- WHAT TO PRODUCE -
The records below are to be transcribed exactly as they appear.

- MATERIAL FOR THIS TASK -
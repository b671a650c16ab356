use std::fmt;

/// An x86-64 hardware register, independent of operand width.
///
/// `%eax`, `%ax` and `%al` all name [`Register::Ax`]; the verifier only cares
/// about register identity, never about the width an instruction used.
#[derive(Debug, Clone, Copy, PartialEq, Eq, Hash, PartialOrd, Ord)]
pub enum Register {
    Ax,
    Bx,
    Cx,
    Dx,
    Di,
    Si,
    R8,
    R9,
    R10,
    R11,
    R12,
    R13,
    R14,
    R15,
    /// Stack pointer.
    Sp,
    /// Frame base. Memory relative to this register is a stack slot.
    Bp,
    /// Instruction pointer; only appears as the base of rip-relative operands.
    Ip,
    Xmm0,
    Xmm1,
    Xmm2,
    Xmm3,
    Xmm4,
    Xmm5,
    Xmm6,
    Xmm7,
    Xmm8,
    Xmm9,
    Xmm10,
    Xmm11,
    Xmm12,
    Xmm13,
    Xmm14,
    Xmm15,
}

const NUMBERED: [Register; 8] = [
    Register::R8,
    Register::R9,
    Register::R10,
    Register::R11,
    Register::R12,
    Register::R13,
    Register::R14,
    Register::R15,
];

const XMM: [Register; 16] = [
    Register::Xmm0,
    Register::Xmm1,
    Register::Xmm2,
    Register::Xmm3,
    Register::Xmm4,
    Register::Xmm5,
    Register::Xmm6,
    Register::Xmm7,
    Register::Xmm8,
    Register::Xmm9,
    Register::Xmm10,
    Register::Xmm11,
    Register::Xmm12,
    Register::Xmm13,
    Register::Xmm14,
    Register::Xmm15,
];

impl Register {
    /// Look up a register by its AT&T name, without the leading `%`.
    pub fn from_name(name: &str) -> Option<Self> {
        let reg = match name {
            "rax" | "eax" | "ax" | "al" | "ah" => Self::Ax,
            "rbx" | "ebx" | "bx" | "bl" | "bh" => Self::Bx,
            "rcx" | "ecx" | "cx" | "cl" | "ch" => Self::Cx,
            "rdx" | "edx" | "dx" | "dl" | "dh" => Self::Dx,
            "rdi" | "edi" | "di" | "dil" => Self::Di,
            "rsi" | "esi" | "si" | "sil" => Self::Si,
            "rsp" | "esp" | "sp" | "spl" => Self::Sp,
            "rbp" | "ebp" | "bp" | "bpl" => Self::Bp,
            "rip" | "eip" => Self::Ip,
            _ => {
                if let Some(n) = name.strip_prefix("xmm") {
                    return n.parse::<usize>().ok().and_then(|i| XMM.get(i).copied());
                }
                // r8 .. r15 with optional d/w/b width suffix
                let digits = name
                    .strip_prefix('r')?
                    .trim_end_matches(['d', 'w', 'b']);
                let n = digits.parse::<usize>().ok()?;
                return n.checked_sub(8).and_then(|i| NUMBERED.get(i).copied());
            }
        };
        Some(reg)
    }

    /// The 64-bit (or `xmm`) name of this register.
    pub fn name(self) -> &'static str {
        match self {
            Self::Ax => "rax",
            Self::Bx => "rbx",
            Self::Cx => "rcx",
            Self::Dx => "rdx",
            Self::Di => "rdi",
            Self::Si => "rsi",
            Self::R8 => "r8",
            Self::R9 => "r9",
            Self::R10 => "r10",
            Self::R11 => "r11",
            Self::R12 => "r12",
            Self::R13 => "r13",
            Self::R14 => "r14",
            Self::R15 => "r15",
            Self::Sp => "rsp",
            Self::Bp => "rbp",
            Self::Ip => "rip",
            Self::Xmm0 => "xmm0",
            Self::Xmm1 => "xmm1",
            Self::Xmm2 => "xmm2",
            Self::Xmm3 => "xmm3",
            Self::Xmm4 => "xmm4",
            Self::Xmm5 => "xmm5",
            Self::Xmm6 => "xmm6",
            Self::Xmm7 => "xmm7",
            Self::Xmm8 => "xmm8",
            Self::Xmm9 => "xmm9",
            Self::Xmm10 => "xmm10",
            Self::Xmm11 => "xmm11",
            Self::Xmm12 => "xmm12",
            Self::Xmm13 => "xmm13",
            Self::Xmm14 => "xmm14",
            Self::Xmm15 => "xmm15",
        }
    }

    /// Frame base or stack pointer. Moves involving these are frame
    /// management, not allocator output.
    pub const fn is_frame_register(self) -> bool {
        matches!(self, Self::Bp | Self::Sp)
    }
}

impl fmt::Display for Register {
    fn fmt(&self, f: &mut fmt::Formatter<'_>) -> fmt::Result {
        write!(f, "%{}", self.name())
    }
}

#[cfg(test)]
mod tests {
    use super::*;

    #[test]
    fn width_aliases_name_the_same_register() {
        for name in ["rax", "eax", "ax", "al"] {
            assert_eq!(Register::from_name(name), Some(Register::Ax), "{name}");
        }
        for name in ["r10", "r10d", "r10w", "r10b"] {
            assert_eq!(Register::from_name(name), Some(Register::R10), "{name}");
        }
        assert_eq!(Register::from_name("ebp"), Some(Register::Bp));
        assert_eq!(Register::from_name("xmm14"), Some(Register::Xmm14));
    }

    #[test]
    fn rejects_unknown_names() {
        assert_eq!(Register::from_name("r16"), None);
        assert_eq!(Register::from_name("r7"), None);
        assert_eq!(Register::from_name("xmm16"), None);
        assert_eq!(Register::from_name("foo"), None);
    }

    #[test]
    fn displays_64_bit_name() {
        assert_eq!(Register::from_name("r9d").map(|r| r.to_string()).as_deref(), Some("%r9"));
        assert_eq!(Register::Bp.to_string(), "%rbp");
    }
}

- FINAL ANSWER -
repository b671a650c16ab356
use std::fmt;

/// An x86-64 hardware register, independent of operand width.
///
/// `%eax`, `%ax` and `%al` all name [`Register::Ax`]; the verifier only cares
/// about register identity, never about the width an instruction used.
#[derive(Debug, Clone, Copy, PartialEq, Eq, Hash, PartialOrd, Ord)]
pub enum Register {
    Ax,
    Bx,
    Cx,
    Dx,
    Di,
    Si,
    R8,
    R9,
    R10,
    R11,
    R12,
    R13,
    R14,
    R15,
    /// Stack pointer.
    Sp,
    /// Frame base. Memory relative to this register is a stack slot.
    Bp,
    /// Instruction pointer; only appears as the base of rip-relative operands.
    Ip,
    Xmm0,
    Xmm1,
    Xmm2,
    Xmm3,
    Xmm4,
    Xmm5,
    Xmm6,
    Xmm7,
    Xmm8,
    Xmm9,
    Xmm10,
    Xmm11,
    Xmm12,
    Xmm13,
    Xmm14,
    Xmm15,
}

const NUMBERED: [Register; 8] = [
    Register::R8,
    Register::R9,
    Register::R10,
    Register::R11,
    Register::R12,
    Register::R13,
    Register::R14,
    Register::R15,
];

const XMM: [Register; 16] = [
    Register::Xmm0,
    Register::Xmm1,
    Register::Xmm2,
    Register::Xmm3,
    Register::Xmm4,
    Register::Xmm5,
    Register::Xmm6,
    Register::Xmm7,
    Register::Xmm8,
    Register::Xmm9,
    Register::Xmm10,
    Register::Xmm11,
    Register::Xmm12,
    Register::Xmm13,
    Register::Xmm14,
    Register::Xmm15,
];

impl Register {
    /// Look up a register by its AT&T name, without the leading `%`.
    pub fn from_name(name: &str) -> Option<Self> {
        let reg = match name {
            "rax" | "eax" | "ax" | "al" | "ah" => Self::Ax,
            "rbx" | "ebx" | "bx" | "bl" | "bh" => Self::Bx,
            "rcx" | "ecx" | "cx" | "cl" | "ch" => Self::Cx,
            "rdx" | "edx" | "dx" | "dl" | "dh" => Self::Dx,
            "rdi" | "edi" | "di" | "dil" => Self::Di,
            "rsi" | "esi" | "si" | "sil" => Self::Si,
            "rsp" | "esp" | "sp" | "spl" => Self::Sp,
            "rbp" | "ebp" | "bp" | "bpl" => Self::Bp,
            "rip" | "eip" => Self::Ip,
            _ => {
                if let Some(n) = name.strip_prefix("xmm") {
                    return n.parse::<usize>().ok().and_then(|i| XMM.get(i).copied());
                }
                // r8 .. r15 with optional d/w/b width suffix
                let digits = name
                    .strip_prefix('r')?
                    .trim_end_matches(['d', 'w', 'b']);
                let n = digits.parse::<usize>().ok()?;
                return n.checked_sub(8).and_then(|i| NUMBERED.get(i).copied());
            }
        };
        Some(reg)
    }

    /// The 64-bit (or `xmm`) name of this register.
    pub fn name(self) -> &'static str {
        match self {
            Self::Ax => "rax",
            Self::Bx => "rbx",
            Self::Cx => "rcx",
            Self::Dx => "rdx",
            Self::Di => "rdi",
            Self::Si => "rsi",
            Self::R8 => "r8",
            Self::R9 => "r9",
            Self::R10 => "r10",
            Self::R11 => "r11",
            Self::R12 => "r12",
            Self::R13 => "r13",
            Self::R14 => "r14",
            Self::R15 => "r15",
            Self::Sp => "rsp",
            Self::Bp => "rbp",
            Self::Ip => "rip",
            Self::Xmm0 => "xmm0",
            Self::Xmm1 => "xmm1",
            Self::Xmm2 => "xmm2",
            Self::Xmm3 => "xmm3",
            Self::Xmm4 => "xmm4",
            Self::Xmm5 => "xmm5",
            Self::Xmm6 => "xmm6",
            Self::Xmm7 => "xmm7",
            Self::Xmm8 => "xmm8",
            Self::Xmm9 => "xmm9",
            Self::Xmm10 => "xmm10",
            Self::Xmm11 => "xmm11",
            Self::Xmm12 => "xmm12",
            Self::Xmm13 => "xmm13",
            Self::Xmm14 => "xmm14",
            Self::Xmm15 => "xmm15",
        }
    }

    /// Frame base or stack pointer. Moves involving these are frame
    /// management, not allocator output.
    pub const fn is_frame_register(self) -> bool {
        matches!(self, Self::Bp | Self::Sp)
    }
}

impl fmt::Display for Register {
    fn fmt(&self, f: &mut fmt::Formatter<'_>) -> fmt::Result {
        write!(f, "%{}", self.name())
    }
}

#[cfg(test)]
mod tests {
    use super::*;

    #[test]
    fn width_aliases_name_the_same_register() {
        for name in ["rax", "eax", "ax", "al"] {
            assert_eq!(Register::from_name(name), Some(Register::Ax), "{name}");
        }
        for name in ["r10", "r10d", "r10w", "r10b"] {
            assert_eq!(Register::from_name(name), Some(Register::R10), "{name}");
        }
        assert_eq!(Register::from_name("ebp"), Some(Register::Bp));
        assert_eq!(Register::from_name("xmm14"), Some(Register::Xmm14));
    }

    #[test]
    fn rejects_unknown_names() {
        assert_eq!(Register::from_name("r16"), None);
        assert_eq!(Register::from_name("r7"), None);
        assert_eq!(Register::from_name("xmm16"), None);
        assert_eq!(Register::from_name("foo"), None);
    }

    #[test]
    fn displays_64_bit_name() {
        assert_eq!(Register::from_name("r9d").map(|r| r.to_string()).as_deref(), Some("%r9"));
        assert_eq!(Register::Bp.to_string(), "%rbp");
    }
}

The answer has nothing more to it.